Jeder mündige Mensch hat die Wahl, ob er das Risiko einer Sucht eingehen will, oder nicht. Genauso weiss auch jeder mündige Mensch, dass diese Sucht nicht schadlos an ihm und seinem Körper vorbeigehen wird. Trotzdem tut Mensch, was er eigentlich genau weiss, dass er/sie es nicht tun sollte. Und wenn dann die Schäden kommen, muss das Gesundheitssystem für diese Folgen aufkommen. Und dies, obwohl doch Süchtige selber entschieden haben, diese Sucht einzugehen.

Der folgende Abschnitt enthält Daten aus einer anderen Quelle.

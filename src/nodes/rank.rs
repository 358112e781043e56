//! Ranker
//!
//! Orders probe results: reachable before unreachable, reachable by
//! ascending latency. The sort is stable, so equal latencies keep the
//! fan-out order and unreachable nodes keep their relative order.

use crate::nodes::fanout::NodeProbe;
use crate::nodes::probe::ProbeOutcome;
use std::cmp::Ordering;

/// Total preorder over outcomes used for ranking
pub fn compare_outcomes(a: &ProbeOutcome, b: &ProbeOutcome) -> Ordering {
    match (a, b) {
        (
            ProbeOutcome::Reachable { latency_ms: left },
            ProbeOutcome::Reachable { latency_ms: right },
        ) => left.cmp(right),
        (ProbeOutcome::Reachable { .. }, ProbeOutcome::Unreachable) => Ordering::Less,
        (ProbeOutcome::Unreachable, ProbeOutcome::Reachable { .. }) => Ordering::Greater,
        (ProbeOutcome::Unreachable, ProbeOutcome::Unreachable) => Ordering::Equal,
    }
}

/// Rank probe results best-first
pub fn rank(mut probes: Vec<NodeProbe>) -> Vec<NodeProbe> {
    probes.sort_by(|a, b| compare_outcomes(&a.outcome, &b.outcome));
    probes
}

/// Top-ranked reachable node of an already ranked list
pub fn best(ranked: &[NodeProbe]) -> Option<&NodeProbe> {
    ranked.first().filter(|p| p.outcome.is_reachable())
}

/// Number of reachable nodes
pub fn available_count(probes: &[NodeProbe]) -> usize {
    probes.iter().filter(|p| p.outcome.is_reachable()).count()
}
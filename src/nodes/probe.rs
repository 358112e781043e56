//! Delay prober
//!
//! One probe asks the daemon to measure latency through one node. Probing
//! never fails: any error collapses into [`ProbeOutcome::Unreachable`] so a
//! single bad node cannot abort a batch.

use crate::config::ProbeConfig;
use crate::daemon::DaemonClient;
use async_trait::async_trait;
use std::fmt;

/// Result of a single probe
///
/// An explicit variant instead of a numeric sentinel keeps unreachable nodes
/// out of latency arithmetic and comparisons.
#[derive(Debug, Clone, Copy, PartialEq, Eq, Hash)]
pub enum ProbeOutcome {
    Reachable { latency_ms: u32 },
    Unreachable,
}

impl ProbeOutcome {
    /// Latency in milliseconds, if the node answered
    pub fn latency_ms(&self) -> Option<u32> {
        match self {
            Self::Reachable { latency_ms } => Some(*latency_ms),
            Self::Unreachable => None,
        }
    }

    pub fn is_reachable(&self) -> bool {
        matches!(self, Self::Reachable { .. })
    }

    /// Coarse grade for reports; `None` when unreachable
    pub fn grade(&self) -> Option<LatencyGrade> {
        self.latency_ms().map(LatencyGrade::from_latency)
    }
}

impl fmt::Display for ProbeOutcome {
    fn fmt(&self, f: &mut fmt::Formatter<'_>) -> fmt::Result {
        match self {
            Self::Reachable { latency_ms } => write!(f, "{}ms", latency_ms),
            Self::Unreachable => f.write_str("timeout"),
        }
    }
}

/// Latency bands used in reports
#[derive(Debug, Clone, Copy, PartialEq, Eq)]
pub enum LatencyGrade {
    /// Under 300 ms
    Fast,
    /// 300 ms up to 800 ms
    Moderate,
    /// 800 ms and above
    Slow,
}

impl LatencyGrade {
    pub fn from_latency(latency_ms: u32) -> Self {
        match latency_ms {
            0..300 => Self::Fast,
            300..800 => Self::Moderate,
            _ => Self::Slow,
        }
    }

    pub fn as_str(&self) -> &'static str {
        match self {
            Self::Fast => "fast",
            Self::Moderate => "moderate",
            Self::Slow => "slow",
        }
    }
}

/// Probe timeout and target URL
#[derive(Debug, Clone, PartialEq, Eq)]
pub struct ProbeOptions {
    pub timeout_ms: u64,
    pub url: String,
}

impl ProbeOptions {
    pub fn new(timeout_ms: u64, url: impl Into<String>) -> Self {
        Self {
            timeout_ms,
            url: url.into(),
        }
    }

    /// Defaults from config, overridden by whatever the caller supplied
    pub fn resolve(config: &ProbeConfig, timeout_ms: Option<u64>, url: Option<String>) -> Self {
        Self {
            timeout_ms: timeout_ms.unwrap_or_else(|| config.timeout_ms()),
            url: url.unwrap_or_else(|| config.url().to_string()),
        }
    }
}

impl From<&ProbeConfig> for ProbeOptions {
    fn from(config: &ProbeConfig) -> Self {
        Self::new(config.timeout_ms(), config.url())
    }
}

/// Something that can measure latency through a named node
///
/// Implementations must resolve every call to an outcome; errors are
/// absorbed, not propagated.
#[async_trait]
pub trait DelayProber: Send + Sync {
    async fn probe(&self, node: &str, options: &ProbeOptions) -> ProbeOutcome;
}

#[async_trait]
impl DelayProber for DaemonClient {
    async fn probe(&self, node: &str, options: &ProbeOptions) -> ProbeOutcome {
        match self.delay(node, options.timeout_ms, &options.url).await {
            Ok(latency_ms) => {
                tracing::debug!(node = %node, latency_ms, "Probe succeeded");
                ProbeOutcome::Reachable { latency_ms }
            }
            Err(e) => {
                tracing::debug!(node = %node, error = %e, "Probe failed, node unreachable");
                ProbeOutcome::Unreachable
            }
        }
    }
}
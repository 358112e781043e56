//! Best-node selection
//!
//! Probe-then-switch for one group:
//! `Idle -> GroupLookup -> Probing -> Ranked -> Switching -> Done`, with
//! `Failed` reachable from `GroupLookup` and `Switching`.
//!
//! Not transactional. Another actor may change the group between ranking
//! and switching; the read-back after the switch reports what the daemon
//! actually holds.

use crate::daemon::DaemonClient;
use crate::error::{AppError, AppResult};
use crate::nodes::classify::eligible_members;
use crate::nodes::fanout::{NodeProbe, probe_all};
use crate::nodes::probe::{DelayProber, ProbeOptions};
use crate::nodes::rank::{available_count, best, rank};
use std::fmt;
use std::sync::Arc;

/// Phases of a selection run, recorded in logs
#[derive(Debug, Clone, Copy, PartialEq, Eq)]
pub enum SelectionPhase {
    Idle,
    GroupLookup,
    Probing,
    Ranked,
    Switching,
    Done,
    Failed,
}

impl fmt::Display for SelectionPhase {
    fn fmt(&self, f: &mut fmt::Formatter<'_>) -> fmt::Result {
        let name = match self {
            Self::Idle => "idle",
            Self::GroupLookup => "group_lookup",
            Self::Probing => "probing",
            Self::Ranked => "ranked",
            Self::Switching => "switching",
            Self::Done => "done",
            Self::Failed => "failed",
        };
        f.write_str(name)
    }
}

/// What the daemon reported for the group after a successful switch
#[derive(Debug, Clone, PartialEq, Eq)]
pub enum ReadBack {
    /// The group's selection is the chosen node
    Confirmed,
    /// Someone else changed it in between, or the daemon ignored the switch
    Mismatch { actual: Option<String> },
    /// The group could not be re-read
    Unavailable { reason: String },
}

/// How a selection run ended
#[derive(Debug)]
pub enum SelectionOutcome {
    Switched {
        node: String,
        latency_ms: u32,
        /// The node already was the group's selection before the switch
        already_selected: bool,
        read_back: ReadBack,
    },
    /// Probing found no reachable node; no switch was attempted
    NoneAvailable,
    /// The daemon rejected the switch; nothing was retried
    SwitchFailed {
        node: String,
        latency_ms: u32,
        error: AppError,
    },
}

/// Full result of a selection run, including probe results for reporting
#[derive(Debug)]
pub struct SelectionReport {
    pub group: String,
    /// Group selection before the run
    pub previous: Option<String>,
    /// Ranked probe results, best first
    pub ranked: Vec<NodeProbe>,
    pub outcome: SelectionOutcome,
}

impl SelectionReport {
    /// Whether the run ended in `Failed`
    pub fn is_failure(&self) -> bool {
        matches!(self.outcome, SelectionOutcome::SwitchFailed { .. })
    }
}

/// Switches a group to its lowest-latency reachable member
pub struct BestNodeSelector {
    client: Arc<DaemonClient>,
    prober: Arc<dyn DelayProber>,
}

impl BestNodeSelector {
    /// Selector that probes through the same daemon client it switches with
    pub fn new(client: Arc<DaemonClient>) -> Self {
        let prober: Arc<dyn DelayProber> = client.clone();
        Self { client, prober }
    }

    /// Selector with a separate prober
    pub fn with_prober(client: Arc<DaemonClient>, prober: Arc<dyn DelayProber>) -> Self {
        Self { client, prober }
    }

    /// Probe every eligible member of `group` and switch to the best one
    ///
    /// # Errors
    /// Returns `AppError::GroupLookup` if the group cannot be read or is not
    /// a group, and the raw daemon error if the node table cannot be read.
    /// In both cases no probe was issued. A rejected switch is not an error
    /// here: it is reported as [`SelectionOutcome::SwitchFailed`] together
    /// with the probe results.
    pub async fn select_best(
        &self,
        group: &str,
        options: &ProbeOptions,
    ) -> AppResult<SelectionReport> {
        let mut phase = SelectionPhase::Idle;
        tracing::debug!(group = %group, phase = %phase, "Starting best-node selection");

        phase = SelectionPhase::GroupLookup;
        tracing::debug!(group = %group, phase = %phase, "Reading group and node table");
        let (group_entry, table) = tokio::join!(self.client.proxy(group), self.client.proxies());
        let group_entry = match group_entry {
            Ok(entry) if entry.is_group() => entry,
            Ok(_) => {
                return Err(self.lookup_failed(group, "not a group with members".to_string()));
            }
            Err(e) if e.is_not_found() => {
                return Err(self.lookup_failed(group, format!("no such group ({})", e)));
            }
            Err(e) => return Err(self.lookup_failed(group, e.to_string())),
        };
        let table = table.inspect_err(|e| {
            tracing::warn!(
                group = %group,
                phase = %SelectionPhase::Failed,
                error = %e,
                "Cannot read node table"
            );
        })?;

        phase = SelectionPhase::Probing;
        let members = eligible_members(&group_entry, &table);
        tracing::info!(
            group = %group,
            phase = %phase,
            members = group_entry.all.len(),
            eligible = members.len(),
            "Probing group members"
        );
        let probes = probe_all(self.prober.as_ref(), &members, options).await;

        phase = SelectionPhase::Ranked;
        let ranked = rank(probes);
        tracing::debug!(
            group = %group,
            phase = %phase,
            available = available_count(&ranked),
            probed = ranked.len(),
            "Probe results ranked"
        );
        let previous = group_entry.now.clone();

        let Some(winner) = best(&ranked).cloned() else {
            phase = SelectionPhase::Done;
            tracing::info!(group = %group, phase = %phase, "No available nodes, not switching");
            return Ok(SelectionReport {
                group: group.to_string(),
                previous,
                ranked,
                outcome: SelectionOutcome::NoneAvailable,
            });
        };
        // best() only returns reachable probes
        let latency_ms = winner.outcome.latency_ms().unwrap_or_default();

        phase = SelectionPhase::Switching;
        tracing::debug!(
            group = %group,
            phase = %phase,
            node = %winner.name,
            latency_ms,
            "Switching to best node"
        );
        if let Err(error) = self.client.select(group, &winner.name).await {
            tracing::warn!(
                group = %group,
                phase = %SelectionPhase::Failed,
                node = %winner.name,
                error = %error,
                "Switch rejected by daemon"
            );
            return Ok(SelectionReport {
                group: group.to_string(),
                previous,
                ranked,
                outcome: SelectionOutcome::SwitchFailed {
                    node: winner.name,
                    latency_ms,
                    error,
                },
            });
        }

        let read_back = self.read_back(group, &winner.name).await;
        phase = SelectionPhase::Done;
        tracing::info!(
            group = %group,
            phase = %phase,
            node = %winner.name,
            latency_ms,
            read_back = ?read_back,
            "Best-node selection finished"
        );

        let already_selected = previous.as_deref() == Some(winner.name.as_str());
        Ok(SelectionReport {
            group: group.to_string(),
            previous,
            ranked,
            outcome: SelectionOutcome::Switched {
                node: winner.name,
                latency_ms,
                already_selected,
                read_back,
            },
        })
    }

    async fn read_back(&self, group: &str, expected: &str) -> ReadBack {
        match self.client.proxy(group).await {
            Ok(entry) if entry.now.as_deref() == Some(expected) => ReadBack::Confirmed,
            Ok(entry) => {
                tracing::warn!(
                    group = %group,
                    expected = %expected,
                    actual = ?entry.now,
                    "Group selection differs from the node just selected"
                );
                ReadBack::Mismatch { actual: entry.now }
            }
            Err(e) => ReadBack::Unavailable {
                reason: e.to_string(),
            },
        }
    }

    fn lookup_failed(&self, group: &str, reason: String) -> AppError {
        tracing::warn!(
            group = %group,
            phase = %SelectionPhase::Failed,
            reason = %reason,
            "Group lookup failed"
        );
        AppError::GroupLookup {
            group: group.to_string(),
            reason,
        }
    }
}
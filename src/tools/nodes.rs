//! `list_nodes` and `test_all_nodes`

use crate::handlers::AppState;
use crate::nodes::{eligible_nodes, probe_table, rank};
use crate::tools::params::TestAllParams;
use crate::tools::{probe_options, profile};
use crate::tools::report::{ToolReport, availability_line, ranked_table};
use std::fmt::Write;

/// List eligible nodes with their last recorded delay, then the groups and,
/// when configured, the nodes each profile declares
pub async fn list(state: &AppState) -> ToolReport {
    let table = match state.client().proxies().await {
        Ok(table) => table,
        Err(e) => {
            return ToolReport::failure(format!("Error: cannot fetch proxies from daemon: {}", e));
        }
    };

    let nodes = eligible_nodes(&table);
    let mut out = format!(
        "{} eligible nodes ({} table entries)\n\n",
        nodes.len(),
        table.len()
    );
    let _ = writeln!(
        out,
        "  {:>3}  {:<40} {:<12} {:>10}",
        "#", "Node", "Type", "Last delay"
    );
    for (index, (name, entry)) in nodes.iter().enumerate() {
        let last = entry
            .last_delay()
            .map(|d| format!("{}ms", d))
            .unwrap_or_else(|| "-".to_string());
        let _ = writeln!(
            out,
            "  {:>3}. {:<40} {:<12} {:>10}",
            index + 1,
            name,
            entry.kind,
            last
        );
    }

    let groups: Vec<_> = table.entries().filter(|(_, e)| e.is_group()).collect();
    let _ = writeln!(out, "\nGroups ({}):", groups.len());
    for (name, entry) in groups {
        let _ = writeln!(
            out,
            "  {:<24} {:<12} -> {} ({} members)",
            name,
            entry.kind,
            entry.now.as_deref().unwrap_or("-"),
            entry.all.len()
        );
    }

    if let Some(store) = state.profiles() {
        out.push('\n');
        out.push_str(&profile::list_section(store).await);
    }

    ToolReport::success(out)
}

/// Probe every eligible node in the table and report them ranked
pub async fn test_all(state: &AppState, params: TestAllParams) -> ToolReport {
    let options = match probe_options(state, params.timeout_ms, params.url) {
        Ok(options) => options,
        Err(report) => return report,
    };

    let client = state.client();
    let probes = match probe_table(client.as_ref(), client.as_ref(), &options).await {
        Ok(probes) => probes,
        Err(e) => {
            return ToolReport::failure(format!("Error: cannot fetch proxies from daemon: {}", e));
        }
    };
    state
        .metrics()
        .record_probes(probes.iter().map(|p| &p.outcome));

    if probes.is_empty() {
        return ToolReport::success("No eligible proxy nodes in the daemon's table.");
    }

    let ranked = rank(probes);
    let mut out = format!(
        "Tested {} nodes (timeout {}ms, url {})\n\n",
        ranked.len(),
        options.timeout_ms,
        options.url
    );
    out.push_str(&ranked_table(&ranked, None));
    out.push('\n');
    out.push_str(&availability_line(&ranked));

    ToolReport::success(out)
}
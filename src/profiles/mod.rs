//! Clash Verge profiles
//!
//! The GUI keeps an index of subscription profiles next to the files
//! themselves. The daemon knows nothing about them: switching a profile
//! means loading its file into the daemon and recording it as current.

pub mod store;
pub mod types;

pub use store::ProfileStore;
pub use types::{
    Profile, ProfileFile, ProfileIndex, ProfileItem, ProfileNode, TrafficUsage, find_profile,
};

Ich gestehe, ich bin selber suchtfrei und kann von daher nicht aus eigener Erfahrung sprechen. Ich bin aber in der Jugend mit dieser Thematik sehr nahe konfrontiert worden und habe mich eingehend damit befasst. Und ich muss gestehen, dass ich nie verstanden habe, wie man Suchtpatienten auf die gleiche Ebene stellen kann, wie unverschuldet schwer kranke Menschen. Für mich und mein Gefühl ist das ein Hohn all jenen gegenüber, die sich einfach nur ein halbwegs gesundes Leben wünschten, und die niemals die Wahl hatten. Ein Suchtmensch hatte die Wahl – irgendwann; und hat sich falsch entschieden. Daran lässt sich nunmal nicht rütteln. Oder sehe ich das so falsch?